**YOUR TASK**
Among the entries, which lines carry the string "BookCatalog"? Copy each of them.
++++++++
// Title search: a thin pass-through to the catalog with page/limit clamping

use std::sync::Arc;

use serde::{Deserialize, Serialize};
use thiserror::Error;

use crate::catalog::{BookCatalog, CatalogError, CatalogItem};

pub const DEFAULT_PAGE: u32 = 1;
pub const MIN_PAGE: u32 = 1;
pub const DEFAULT_LIMIT: u32 = 10;
pub const MIN_LIMIT: u32 = 5;
pub const MAX_LIMIT: u32 = 50;

#[derive(Error, Debug, Clone, PartialEq)]
pub enum BookSearchError {
    #[error("{0}")]
    InvalidInput(String),

    #[error("Failed to search books: {0}")]
    Upstream(#[from] CatalogError),
}

#[derive(Debug, Clone, Copy, Default, PartialEq, Eq)]
pub struct BookSearchOptions {
    pub page: Option<u32>,
    pub limit: Option<u32>,
}

impl BookSearchOptions {
    /// Missing values take their defaults; present ones are clamped.
    pub fn normalized(&self) -> (u32, u32) {
        let page = self.page.unwrap_or(DEFAULT_PAGE).max(MIN_PAGE);
        let limit = self.limit.unwrap_or(DEFAULT_LIMIT).clamp(MIN_LIMIT, MAX_LIMIT);
        (page, limit)
    }
}

#[derive(Debug, Clone, PartialEq, Serialize, Deserialize)]
#[serde(rename_all = "camelCase")]
pub struct PaginationMeta {
    pub page: u32,
    pub limit: u32,
    pub total: u64,
    pub total_pages: u64,
}

#[derive(Debug, Clone, PartialEq, Serialize, Deserialize)]
pub struct BookSearchResult {
    pub books: Vec<CatalogItem>,
    pub pagination: PaginationMeta,
}

pub struct BookSearchService {
    catalog: Arc<dyn BookCatalog>,
}

impl BookSearchService {
    pub fn new(catalog: Arc<dyn BookCatalog>) -> Self {
        Self { catalog }
    }

    pub async fn search_by_title(
        &self,
        title: &str,
        options: BookSearchOptions,
    ) -> Result<BookSearchResult, BookSearchError> {
        let title = title.trim();
        if title.is_empty() {
            return Err(BookSearchError::InvalidInput(
                "Title parameter is required".to_string(),
            ));
        }

        let (page, limit) = options.normalized();
        let start = (page - 1).saturating_mul(limit).saturating_add(1);

        let response = self.catalog.search_by_title(title, start, limit).await?;
        let total = response.total_results;

        Ok(BookSearchResult {
            books: response.item,
            pagination: PaginationMeta {
                page,
                limit,
                total,
                total_pages: total.div_ceil(limit as u64),
            },
        })
    }
}

#[cfg(test)]
mod tests {
    use super::*;
    use crate::engine::mock_services::MockCatalog;

    fn items(count: usize) -> Vec<CatalogItem> {
        (0..count)
            .map(|i| CatalogItem {
                title: format!("Rust book {i}"),
                isbn13: format!("97800000000{i:02}"),
                ..Default::default()
            })
            .collect()
    }

    #[test]
    fn test_options_are_clamped() {
        assert_eq!(BookSearchOptions::default().normalized(), (1, 10));
        assert_eq!(
            BookSearchOptions { page: Some(0), limit: Some(1) }.normalized(),
            (1, 5)
        );
        assert_eq!(
            BookSearchOptions { page: Some(3), limit: Some(500) }.normalized(),
            (3, 50)
        );
    }

    #[tokio::test]
    async fn test_second_page() {
        let catalog = Arc::new(MockCatalog::default());
        catalog.set_title_results(items(23));
        let service = BookSearchService::new(catalog.clone());

        let result = service
            .search_by_title(
                "  rust ",
                BookSearchOptions {
                    page: Some(2),
                    limit: Some(10),
                },
            )
            .await
            .unwrap();

        assert_eq!(catalog.title_calls(), vec![("rust".to_string(), 11, 10)]);
        assert_eq!(result.books.len(), 10);
        assert_eq!(result.books[0].title, "Rust book 10");
        assert_eq!(
            result.pagination,
            PaginationMeta {
                page: 2,
                limit: 10,
                total: 23,
                total_pages: 3
            }
        );
    }

    #[tokio::test]
    async fn test_blank_title_is_rejected() {
        let catalog = Arc::new(MockCatalog::default());
        let service = BookSearchService::new(catalog.clone());

        let err = service
            .search_by_title("   ", BookSearchOptions::default())
            .await
            .unwrap_err();

        assert_eq!(err.to_string(), "Title parameter is required");
        assert!(catalog.title_calls().is_empty());
    }
}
++++++++
**EXPECTED OUTPUT**
use crate::catalog::{BookCatalog, CatalogError, CatalogItem};
    catalog: Arc<dyn BookCatalog>,
    pub fn new(catalog: Arc<dyn BookCatalog>) -> Self {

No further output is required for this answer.